- **ACTIVITY**: Only these lines of the data below are wanted: the one with "filename crates/core/src/config.rs", the one with "fn env_opt(key: &str)", and any lines between them, each repeated exactly.
== DATA RECORDS
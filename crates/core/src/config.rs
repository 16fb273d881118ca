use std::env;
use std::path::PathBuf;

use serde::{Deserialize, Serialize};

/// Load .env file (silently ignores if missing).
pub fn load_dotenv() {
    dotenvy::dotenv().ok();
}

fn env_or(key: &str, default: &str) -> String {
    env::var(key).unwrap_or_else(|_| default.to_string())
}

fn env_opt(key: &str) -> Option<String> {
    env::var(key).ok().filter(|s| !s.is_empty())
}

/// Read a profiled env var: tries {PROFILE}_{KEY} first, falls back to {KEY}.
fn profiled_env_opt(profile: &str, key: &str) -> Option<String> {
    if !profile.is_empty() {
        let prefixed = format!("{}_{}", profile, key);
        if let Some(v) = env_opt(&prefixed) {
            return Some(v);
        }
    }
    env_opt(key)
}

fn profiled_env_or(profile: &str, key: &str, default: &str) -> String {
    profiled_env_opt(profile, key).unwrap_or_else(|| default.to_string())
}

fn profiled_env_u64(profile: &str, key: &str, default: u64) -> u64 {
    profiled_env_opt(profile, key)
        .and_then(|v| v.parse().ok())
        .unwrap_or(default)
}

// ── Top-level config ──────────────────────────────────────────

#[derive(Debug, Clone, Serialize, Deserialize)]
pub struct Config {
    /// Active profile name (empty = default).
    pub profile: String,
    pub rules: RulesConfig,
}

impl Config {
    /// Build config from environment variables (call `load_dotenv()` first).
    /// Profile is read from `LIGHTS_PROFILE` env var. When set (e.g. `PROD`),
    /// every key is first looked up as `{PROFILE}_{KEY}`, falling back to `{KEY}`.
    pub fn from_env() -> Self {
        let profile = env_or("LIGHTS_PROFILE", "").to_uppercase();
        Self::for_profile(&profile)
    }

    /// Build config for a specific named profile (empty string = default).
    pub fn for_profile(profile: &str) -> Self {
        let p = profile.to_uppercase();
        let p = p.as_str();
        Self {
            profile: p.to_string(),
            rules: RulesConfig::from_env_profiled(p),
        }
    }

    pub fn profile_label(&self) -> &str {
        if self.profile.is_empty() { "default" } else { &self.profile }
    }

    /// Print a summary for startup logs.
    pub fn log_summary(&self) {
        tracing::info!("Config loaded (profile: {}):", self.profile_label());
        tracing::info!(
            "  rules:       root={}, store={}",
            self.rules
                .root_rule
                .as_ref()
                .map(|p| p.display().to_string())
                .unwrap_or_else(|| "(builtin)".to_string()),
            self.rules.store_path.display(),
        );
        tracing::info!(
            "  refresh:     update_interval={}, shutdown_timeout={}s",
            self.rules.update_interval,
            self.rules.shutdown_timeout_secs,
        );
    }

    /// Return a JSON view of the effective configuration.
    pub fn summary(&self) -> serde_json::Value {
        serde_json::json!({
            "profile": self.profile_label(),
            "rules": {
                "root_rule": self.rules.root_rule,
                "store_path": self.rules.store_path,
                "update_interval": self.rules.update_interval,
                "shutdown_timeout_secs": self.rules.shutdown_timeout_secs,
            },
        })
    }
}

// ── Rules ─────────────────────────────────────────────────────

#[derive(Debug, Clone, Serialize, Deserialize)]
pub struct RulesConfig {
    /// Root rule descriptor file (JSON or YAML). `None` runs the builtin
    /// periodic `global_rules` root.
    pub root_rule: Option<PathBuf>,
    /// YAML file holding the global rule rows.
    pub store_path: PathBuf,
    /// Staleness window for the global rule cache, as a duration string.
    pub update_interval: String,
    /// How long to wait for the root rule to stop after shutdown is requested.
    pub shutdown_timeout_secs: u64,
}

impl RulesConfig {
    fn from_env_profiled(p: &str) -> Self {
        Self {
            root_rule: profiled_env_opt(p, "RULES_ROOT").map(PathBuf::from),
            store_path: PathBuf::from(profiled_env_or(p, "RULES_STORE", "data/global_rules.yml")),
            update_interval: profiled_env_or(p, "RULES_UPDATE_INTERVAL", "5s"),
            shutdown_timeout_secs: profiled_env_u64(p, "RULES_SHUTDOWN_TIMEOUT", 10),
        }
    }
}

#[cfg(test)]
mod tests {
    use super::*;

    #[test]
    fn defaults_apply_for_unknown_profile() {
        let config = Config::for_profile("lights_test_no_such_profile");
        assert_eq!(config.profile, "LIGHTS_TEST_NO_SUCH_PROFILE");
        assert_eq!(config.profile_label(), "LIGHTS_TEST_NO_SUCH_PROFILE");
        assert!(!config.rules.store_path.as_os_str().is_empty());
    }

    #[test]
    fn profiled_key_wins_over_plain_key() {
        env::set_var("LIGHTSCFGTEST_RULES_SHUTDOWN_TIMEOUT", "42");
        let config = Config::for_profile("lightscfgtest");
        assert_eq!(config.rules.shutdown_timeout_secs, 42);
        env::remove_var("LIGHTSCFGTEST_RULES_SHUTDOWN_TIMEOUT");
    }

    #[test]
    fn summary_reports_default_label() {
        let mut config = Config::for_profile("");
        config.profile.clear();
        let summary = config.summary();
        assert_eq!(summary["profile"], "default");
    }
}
====
== DATA RECORDS
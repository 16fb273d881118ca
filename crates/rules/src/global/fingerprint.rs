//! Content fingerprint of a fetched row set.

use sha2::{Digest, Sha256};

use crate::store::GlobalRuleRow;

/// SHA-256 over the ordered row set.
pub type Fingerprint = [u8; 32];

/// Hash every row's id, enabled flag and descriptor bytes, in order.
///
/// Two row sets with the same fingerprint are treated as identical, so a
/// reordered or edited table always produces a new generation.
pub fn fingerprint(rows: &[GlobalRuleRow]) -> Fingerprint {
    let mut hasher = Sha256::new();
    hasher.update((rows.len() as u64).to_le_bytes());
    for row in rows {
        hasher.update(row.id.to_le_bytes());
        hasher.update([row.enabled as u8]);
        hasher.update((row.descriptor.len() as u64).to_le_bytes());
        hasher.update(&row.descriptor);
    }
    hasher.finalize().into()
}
====
== DATA RECORDS
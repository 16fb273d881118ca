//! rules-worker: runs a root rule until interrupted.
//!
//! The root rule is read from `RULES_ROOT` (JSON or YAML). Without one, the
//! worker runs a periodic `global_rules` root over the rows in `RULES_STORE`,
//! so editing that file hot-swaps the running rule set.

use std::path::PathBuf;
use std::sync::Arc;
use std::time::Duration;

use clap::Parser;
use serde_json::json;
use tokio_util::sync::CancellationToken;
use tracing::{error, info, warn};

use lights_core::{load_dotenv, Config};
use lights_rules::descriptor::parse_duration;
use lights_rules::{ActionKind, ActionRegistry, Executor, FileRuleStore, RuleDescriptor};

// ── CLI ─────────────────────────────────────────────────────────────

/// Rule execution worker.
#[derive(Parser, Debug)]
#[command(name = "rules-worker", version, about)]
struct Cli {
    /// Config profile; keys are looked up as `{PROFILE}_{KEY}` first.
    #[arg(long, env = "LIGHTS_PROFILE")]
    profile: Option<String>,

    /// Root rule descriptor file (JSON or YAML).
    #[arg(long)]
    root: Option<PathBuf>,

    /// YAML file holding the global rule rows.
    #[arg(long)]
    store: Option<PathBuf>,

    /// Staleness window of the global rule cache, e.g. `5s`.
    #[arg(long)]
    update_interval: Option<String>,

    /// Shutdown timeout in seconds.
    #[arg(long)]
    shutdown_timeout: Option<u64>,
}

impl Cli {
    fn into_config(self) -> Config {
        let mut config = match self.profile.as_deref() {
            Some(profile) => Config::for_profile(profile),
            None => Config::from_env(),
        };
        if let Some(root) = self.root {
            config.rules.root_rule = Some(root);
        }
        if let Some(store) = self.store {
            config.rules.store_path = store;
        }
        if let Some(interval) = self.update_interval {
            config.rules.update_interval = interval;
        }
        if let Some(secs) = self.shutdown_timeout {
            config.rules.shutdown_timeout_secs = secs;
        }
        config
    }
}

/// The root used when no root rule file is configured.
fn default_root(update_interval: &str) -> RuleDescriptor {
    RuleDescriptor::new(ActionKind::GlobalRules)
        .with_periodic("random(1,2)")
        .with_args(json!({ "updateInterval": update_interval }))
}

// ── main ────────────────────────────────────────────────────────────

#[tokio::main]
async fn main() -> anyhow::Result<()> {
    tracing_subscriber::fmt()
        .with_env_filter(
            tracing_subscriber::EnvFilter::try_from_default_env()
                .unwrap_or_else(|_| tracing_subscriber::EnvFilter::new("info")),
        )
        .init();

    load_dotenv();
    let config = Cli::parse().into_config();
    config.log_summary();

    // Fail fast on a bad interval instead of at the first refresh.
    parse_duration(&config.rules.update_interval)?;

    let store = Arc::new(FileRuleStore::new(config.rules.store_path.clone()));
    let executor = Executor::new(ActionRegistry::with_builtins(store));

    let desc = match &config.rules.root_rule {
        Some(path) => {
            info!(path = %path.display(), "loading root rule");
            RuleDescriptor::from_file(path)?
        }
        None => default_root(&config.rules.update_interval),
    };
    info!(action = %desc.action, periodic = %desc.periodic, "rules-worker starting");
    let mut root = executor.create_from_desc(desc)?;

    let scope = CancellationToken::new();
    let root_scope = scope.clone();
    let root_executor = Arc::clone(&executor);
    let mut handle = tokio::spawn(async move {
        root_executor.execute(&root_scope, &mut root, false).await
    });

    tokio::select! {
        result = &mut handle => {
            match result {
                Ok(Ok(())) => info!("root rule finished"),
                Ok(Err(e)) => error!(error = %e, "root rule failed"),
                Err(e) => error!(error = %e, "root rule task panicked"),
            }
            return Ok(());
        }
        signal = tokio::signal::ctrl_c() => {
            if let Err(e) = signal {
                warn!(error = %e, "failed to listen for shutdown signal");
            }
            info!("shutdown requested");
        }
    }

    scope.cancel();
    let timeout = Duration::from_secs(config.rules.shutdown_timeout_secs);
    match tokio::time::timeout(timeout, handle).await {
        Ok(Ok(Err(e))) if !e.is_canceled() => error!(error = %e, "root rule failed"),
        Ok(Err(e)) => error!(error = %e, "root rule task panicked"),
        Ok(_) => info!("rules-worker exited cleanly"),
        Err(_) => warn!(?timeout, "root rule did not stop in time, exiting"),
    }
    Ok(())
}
====
- **ANSWER TO THIS EXERCISE**:
filename crates/core/src/config.rs
repository 16fb273d881118ca
use std::env;
use std::path::PathBuf;

use serde::{Deserialize, Serialize};

/// Load .env file (silently ignores if missing).
pub fn load_dotenv() {
    dotenvy::dotenv().ok();
}

fn env_or(key: &str, default: &str) -> String {
    env::var(key).unwrap_or_else(|_| default.to_string())
}

fn env_opt(key: &str) -> Option<String> {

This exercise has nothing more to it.